There was no reason why counsel should be torn between their duty to their
client and to the court. The duties owed to the court and counsel’s independence
were higher duties which might excuse the breach of the duty owed to the client:
at [42] to [45].
(3) The argument that if counsel were liable for negligence, they would
engage in defensive litigation by being prolix and pursuing unnecessary
arguments was also adequately controlled by imposing hearing fees, case-
management by the courts, intervention by judges and award of costs: at [47].
(4) In respect of the general privilege conferred on participants in a trial
which exempted them from actions in defamation, this did not grant immunity
from negligence but merely protected freedom of speech. It was therefore
irrelevant to this suit: at [49].
(5) In respect of the question of abuse of process, this concerned mainly the
fear of re-litigation of issues settled in the earlier hearing when counsel were
sued subsequently for negligence. However the difficulties with re-litigation
were not insurmountable. The fear was also strongest only in the context of
criminal trials where it was necessary to ensure that criminal convictions were
challenged in the proper forum as part of the criminal trial process. Many of the
problems highlighted in the English cases would not be faced in Singapore as
juries were no longer in use here. Any difficulties that did remain act as a
deterrent against frivolous suits by disgruntled litigants and militate strongly
against trigger-happy tendencies. In any case no such considerations applied to a
claim of negligence in the conduct of civil matters: at [51] to [53].
(6) Therefore, the public policy considerations that led to the Rondel v
Worsley immunity did not apply in Singapore. A claim in negligence against an
advocate and solicitor in respect of the conduct of proceedings in court was not
barred save where that claim was against the conduct of a criminal case. In such
a case, the bar to the suit arose not because of an immunity granted to the
advocate and solicitor but because the suit would be an abuse of the court
process: at [55].
(7) The only duty of care owed by the firm was the general duty to conduct
proceedings with due diligence and speed and not to cause any delays [at 56].

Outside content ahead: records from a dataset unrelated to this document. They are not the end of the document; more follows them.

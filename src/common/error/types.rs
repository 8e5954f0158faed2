use thiserror::Error;

/// Main error type for BIFF8 operations.
#[derive(Error, Debug)]
pub enum XlsError {
    /// IO error while reading or writing the byte stream
    #[error("IO error: {0}")]
    Io(#[from] std::io::Error),

    /// A record payload could not be decoded
    #[error("Invalid record 0x{sid:04X}: {message}")]
    InvalidRecord { sid: u16, message: String },

    /// A record payload has the wrong size
    #[error("Invalid length for record 0x{sid:04X}: expected {expected}, found {found}")]
    InvalidLength {
        sid: u16,
        expected: usize,
        found: usize,
    },

    /// The stream ended in the middle of a record or structure
    #[error("Unexpected end of stream")]
    UnexpectedEndOfStream,

    /// The record grammar required a different record type
    #[error("Unexpected record type: expected 0x{expected:04X}, found 0x{found:04X}")]
    UnexpectedRecordType { expected: u16, found: u16 },

    /// A mandatory record is absent
    #[error("Mandatory record {0} was not found")]
    MissingRecord(&'static str),

    /// A formula token stream or formula text could not be understood
    #[error("Invalid formula: {0}")]
    InvalidFormula(String),

    /// A caller supplied an out-of-range or inconsistent value
    #[error("Invalid argument: {0}")]
    InvalidArgument(String),

    /// A formula depends on itself
    #[error("Circular reference detected at sheet {sheet}, row {row}, column {col}")]
    CircularReference { sheet: usize, row: u32, col: u16 },

    /// Formula cells are nested deeper than the configured limit
    #[error("Formula evaluation exceeded the nesting limit of {limit}")]
    EvaluationDepthExceeded { limit: usize },
}

impl XlsError {
    /// Whether this error means the byte stream itself is malformed.
    ///
    /// Format errors abort a document load; they are never retried.
    pub fn is_format_error(&self) -> bool {
        matches!(
            self,
            XlsError::Io(_)
                | XlsError::InvalidRecord { .. }
                | XlsError::InvalidLength { .. }
                | XlsError::UnexpectedEndOfStream
                | XlsError::UnexpectedRecordType { .. }
                | XlsError::MissingRecord(_)
        )
    }

    pub(crate) fn invalid_record(sid: u16, message: impl Into<String>) -> Self {
        XlsError::InvalidRecord {
            sid,
            message: message.into(),
        }
    }

    pub(crate) fn invalid_argument(message: impl Into<String>) -> Self {
        XlsError::InvalidArgument(message.into())
    }
}

/// Result type for BIFF8 operations.
pub type XlsResult<T> = std::result::Result<T, XlsError>;

#[cfg(test)]
mod tests {
    use super::*;

    #[test]
    fn test_format_error_classification() {
        assert!(XlsError::UnexpectedEndOfStream.is_format_error());
        assert!(XlsError::MissingRecord("DIMENSIONS").is_format_error());
        assert!(!XlsError::invalid_argument("row").is_format_error());
        assert!(
            !XlsError::CircularReference {
                sheet: 0,
                row: 0,
                col: 0
            }
            .is_format_error()
        );
    }

    #[test]
    fn test_display() {
        let err = XlsError::InvalidLength {
            sid: 0x0203,
            expected: 14,
            found: 10,
        };
        assert_eq!(
            err.to_string(),
            "Invalid length for record 0x0203: expected 14, found 10"
        );
    }
}
impl CellReference {
    /// Absolute-or-relative reference, validated against the sheet grid.
    pub fn new(row: u32, col: u32, row_relative: bool, col_relative: bool) -> XlsResult<Self> {
        if row > 0xFFFF {
            return Err(XlsError::invalid_argument(format!(
                "row {} is outside 0..=65535",
                row
            )));
        }
        if col > 0xFF {
            return Err(XlsError::invalid_argument(format!(
                "column {} is outside 0..=255",
                col
            )));
        }
        let mut col_field = col as u16;
        if row_relative {
            col_field |= ROW_RELATIVE;
        }
        if col_relative {
            col_field |= COL_RELATIVE;
        }
        Ok(Self {
            row: row as u16,
            col_field,
        })
    }

    /// Reference from the raw on-disk fields.
    pub const fn from_raw(row: u16, col_field: u16) -> Self {
        Self { row, col_field }
    }

    #[inline]
    pub fn row(&self) -> u16 {
        self.row
    }

    #[inline]
    pub fn col(&self) -> u16 {
        self.col_field & COL_MASK
    }

    #[inline]
    pub fn raw_col_field(&self) -> u16 {
        self.col_field
    }

    #[inline]
    pub fn is_row_relative(&self) -> bool {
        self.col_field & ROW_RELATIVE != 0
    }

    #[inline]
    pub fn is_col_relative(&self) -> bool {
        self.col_field & COL_RELATIVE != 0
    }

    /// Row as a signed offset (RefN/AreaN tokens).
    pub fn row_offset(&self) -> i32 {
        if self.is_row_relative() {
            self.row as i16 as i32
        } else {
            self.row as i32
        }
    }

    /// Column as a signed offset (RefN/AreaN tokens).
    pub fn col_offset(&self) -> i32 {
        if self.is_col_relative() {
            (self.col_field & 0x00FF) as u8 as i8 as i32
        } else {
            self.col() as i32
        }
    }

    /// Resolve a RefN-style reference against the cell holding the formula.
    pub fn resolve_relative_to(&self, row: u16, col: u16) -> CellReference {
        let new_row = if self.is_row_relative() {
            self.row.wrapping_add(row)
        } else {
            self.row
        };
        let new_col = if self.is_col_relative() {
            (self.col().wrapping_add(col)) & 0x00FF
        } else {
            self.col()
        };
        CellReference {
            row: new_row,
            col_field: (self.col_field & !COL_MASK) | new_col,
        }
    }

    fn read(r: &mut LittleEndianReader<'_>) -> XlsResult<Self> {
        Ok(Self {
            row: r.read_u16()?,
            col_field: r.read_u16()?,
        })
    }

    fn write<W: Write>(&self, writer: &mut W) -> XlsResult<()> {
        writer.write_all(&self.row.to_le_bytes())?;
        writer.write_all(&self.col_field.to_le_bytes())?;
        Ok(())
    }
}
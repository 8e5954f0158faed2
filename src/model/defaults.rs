//! Globals of a newly created workbook.
//!
//! Formatting records are not modelled; a new workbook carries the
//! minimal font, number format, XF and style tables Excel expects so that
//! cell XF index 15 is valid. They are kept as raw records.

use crate::records::{BofRecord, BofType, CodePageRecord, Record, UnknownRecord, sid};

const FONT_HEIGHT: u16 = 200;
const FONT_WEIGHT_NORMAL: u16 = 400;
const FONT_WEIGHT_BOLD: u16 = 700;
const COLOR_AUTOMATIC: u16 = 0x7FFF;

const XF_TYPE_STYLE: u16 = 0xFFF5;
const XF_TYPE_CELL: u16 = 0x0001;

/// Format indices of the five built-in style XFs after the default cell XF.
const STYLE_XF_FORMATS: [u16; 5] = [0x002B, 0x0029, 0x002C, 0x002A, 0x0009];

/// (XF index, built-in style id) of the STYLE records.
const BUILTIN_STYLES: [(u16, u8); 6] = [
    (0x0010, 3),
    (0x0011, 6),
    (0x0012, 4),
    (0x0013, 7),
    (0x0000, 0),
    (0x0014, 5),
];

const BUILTIN_FORMATS: [&str; 8] = [
    "General",
    "0",
    "0.00",
    "#,##0",
    "#,##0.00",
    "\"$\"#,##0_);(\"$\"#,##0)",
    "\"$\"#,##0_);[Red](\"$\"#,##0)",
    "\"$\"#,##0.00_);(\"$\"#,##0.00)",
];

fn raw(sid: u16, data: Vec<u8>) -> Record {
    Record::Unknown(UnknownRecord::new(sid, data))
}

fn push_u16(buf: &mut Vec<u8>, v: u16) {
    buf.extend_from_slice(&v.to_le_bytes());
}

fn window1() -> Record {
    let mut data = Vec::with_capacity(18);
    for v in [0, 0, 0x3000, 0x1E00, 0x0038, 0, 0, 1, 0x0258] {
        push_u16(&mut data, v);
    }
    raw(sid::WINDOW1, data)
}

fn font(weight: u16, italic: bool) -> Record {
    let name = b"Arial";
    let mut data = Vec::with_capacity(16 + name.len());
    push_u16(&mut data, FONT_HEIGHT);
    push_u16(&mut data, if italic { 0x0002 } else { 0 });
    push_u16(&mut data, COLOR_AUTOMATIC);
    push_u16(&mut data, weight);
    push_u16(&mut data, 0);
    // underline, family, charset, reserved
    data.extend_from_slice(&[0, 0, 0, 0]);
    data.push(name.len() as u8);
    data.push(0);
    data.extend_from_slice(name);
    raw(sid::FONT, data)
}

fn format(index: u16, pattern: &str) -> Record {
    let mut data = Vec::with_capacity(5 + pattern.len());
    push_u16(&mut data, index);
    push_u16(&mut data, pattern.len() as u16);
    data.push(0);
    data.extend_from_slice(pattern.as_bytes());
    raw(sid::FORMAT, data)
}

fn xf(font_index: u16, format_index: u16, xf_type: u16) -> Record {
    let mut data = Vec::with_capacity(20);
    push_u16(&mut data, font_index);
    push_u16(&mut data, format_index);
    push_u16(&mut data, xf_type);
    // general alignment, bottom; no rotation, indent or used-attribute bits
    data.extend_from_slice(&[0x20, 0, 0, 0]);
    push_u16(&mut data, 0);
    push_u16(&mut data, 0x3FFF);
    data.extend_from_slice(&0x0000_3FFFu32.to_le_bytes());
    push_u16(&mut data, 0x3FFF);
    raw(sid::XF, data)
}

fn style(xf_index: u16, builtin: u8) -> Record {
    let mut data = Vec::with_capacity(4);
    push_u16(&mut data, (xf_index & 0x0FFF) | 0x8000);
    data.push(builtin);
    data.push(0xFF);
    raw(sid::STYLE, data)
}

/// Records from BOF up to, but not including, the BOUNDSHEET records.
pub(crate) fn workbook_prologue() -> Vec<Record> {
    let mut out = vec![
        Record::Bof(BofRecord::new(BofType::Workbook)),
        Record::CodePage(CodePageRecord { codepage: 0x04B0 }),
        raw(sid::DATE1904, vec![0, 0]),
        window1(),
        font(FONT_WEIGHT_NORMAL, false),
        font(FONT_WEIGHT_BOLD, false),
        font(FONT_WEIGHT_NORMAL, true),
        font(FONT_WEIGHT_BOLD, true),
    ];
    out.extend(
        BUILTIN_FORMATS
            .iter()
            .enumerate()
            .map(|(i, p)| format(i as u16, p)),
    );
    for i in 0..15 {
        let font_index = match i {
            1 | 2 => 1,
            3 | 4 => 2,
            _ => 0,
        };
        out.push(xf(font_index, 0, XF_TYPE_STYLE));
    }
    out.push(xf(0, 0, XF_TYPE_CELL));
    out.extend(STYLE_XF_FORMATS.iter().map(|&f| xf(0, f, XF_TYPE_STYLE)));
    out.extend(BUILTIN_STYLES.iter().map(|&(x, id)| style(x, id)));
    out.push(raw(sid::USESELFS, vec![0, 0]));
    out
}

#[cfg(test)]
mod tests {
    use super::*;

    #[test]
    fn test_prologue_shape() {
        let records = workbook_prologue();
        assert_eq!(records[0].sid(), sid::BOF);
        let xfs = records.iter().filter(|r| r.sid() == sid::XF).count();
        assert_eq!(xfs, 21);
        for r in &records {
            if r.sid() == sid::XF {
                assert_eq!(r.serialized_size(), 24);
            }
        }
        assert_eq!(window1().serialized_size(), 22);
        assert_eq!(font(FONT_WEIGHT_NORMAL, false).serialized_size(), 4 + 21);
    }
}
impl BiffRecord for DimensionsRecord {
    const SID: u16 = sid::DIMENSIONS;

    fn parse(data: &[u8]) -> XlsResult<Self> {
        let mut r = LittleEndianReader::new(Self::SID, data);
        let out = Self {
            first_row: r.read_u32()?,
            last_row: r.read_u32()?,
            first_col: r.read_u16()?,
            last_col: r.read_u16()?,
            reserved: r.read_u16()?,
        };
        r.expect_end()?;
        Ok(out)
    }

    fn data_size(&self) -> usize {
        14
    }

    fn write_data<W: Write>(&self, writer: &mut W) -> XlsResult<()> {
        writer.write_all(&self.first_row.to_le_bytes())?;
        writer.write_all(&self.last_row.to_le_bytes())?;
        writer.write_all(&self.first_col.to_le_bytes())?;
        writer.write_all(&self.last_col.to_le_bytes())?;
        writer.write_all(&self.reserved.to_le_bytes())?;
        Ok(())
    }
}

bitflags! {
    /// WINDOW2 option bits.
    #[derive(Debug, Clone, Copy, PartialEq, Eq, Hash)]
    pub struct Window2Flags: u16 {
        const DISPLAY_FORMULAS = 0x0001;
        const DISPLAY_GRIDLINES = 0x0002;
        const DISPLAY_ROW_COL_HEADINGS = 0x0004;
        const FREEZE_PANES = 0x0008;
        const DISPLAY_ZEROS = 0x0010;
        const DEFAULT_HEADER_COLOR = 0x0020;
        const ARABIC = 0x0040;
        const DISPLAY_GUTS = 0x0080;
        const FREEZE_PANES_NO_SPLIT = 0x0100;
        const SELECTED = 0x0200;
        const ACTIVE = 0x0400;
        const PAGE_BREAK_PREVIEW = 0x0800;
    }
}

/// Sheet window settings.
///
/// Record type: 0x023E
#[derive(Debug, Clone, Copy, PartialEq, Eq)]
pub struct WindowTwoRecord {
    pub options: Window2Flags,
    pub top_row: u16,
    pub left_col: u16,
    pub header_color: u32,
    /// Zoom factors and reserved word; chart sheets omit them.
    pub zoom: Option<(u16, u16, u32)>,
}

impl Default for WindowTwoRecord {
    fn default() -> Self {
        Self {
            options: Window2Flags::from_bits_retain(0x06B6),
            top_row: 0,
            left_col: 0,
            header_color: 0x40,
            zoom: Some((0, 0, 0)),
        }
    }
}

impl WindowTwoRecord {
    pub fn flag(&self, flag: Window2Flags) -> bool {
        self.options.contains(flag)
    }

    pub fn set_flag(&mut self, flag: Window2Flags, value: bool) {
        self.options.set(flag, value);
    }
}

The firm did not owe a duty to guard against the winding up or appointment of
receiver over the debtor as there was not a sufficiently proximate relationship
between the parties to justify the imposition of such a duty. Holding the firm to
such a duty would impose too heavy a burden on advocates and solicitors
accepting a normal retainer: at [56] and [60].
(8) The firm failed to exhibit the necessary documents as required by the new
O 14 rules. This was clearly a breach of the duty of care they owed: at [74].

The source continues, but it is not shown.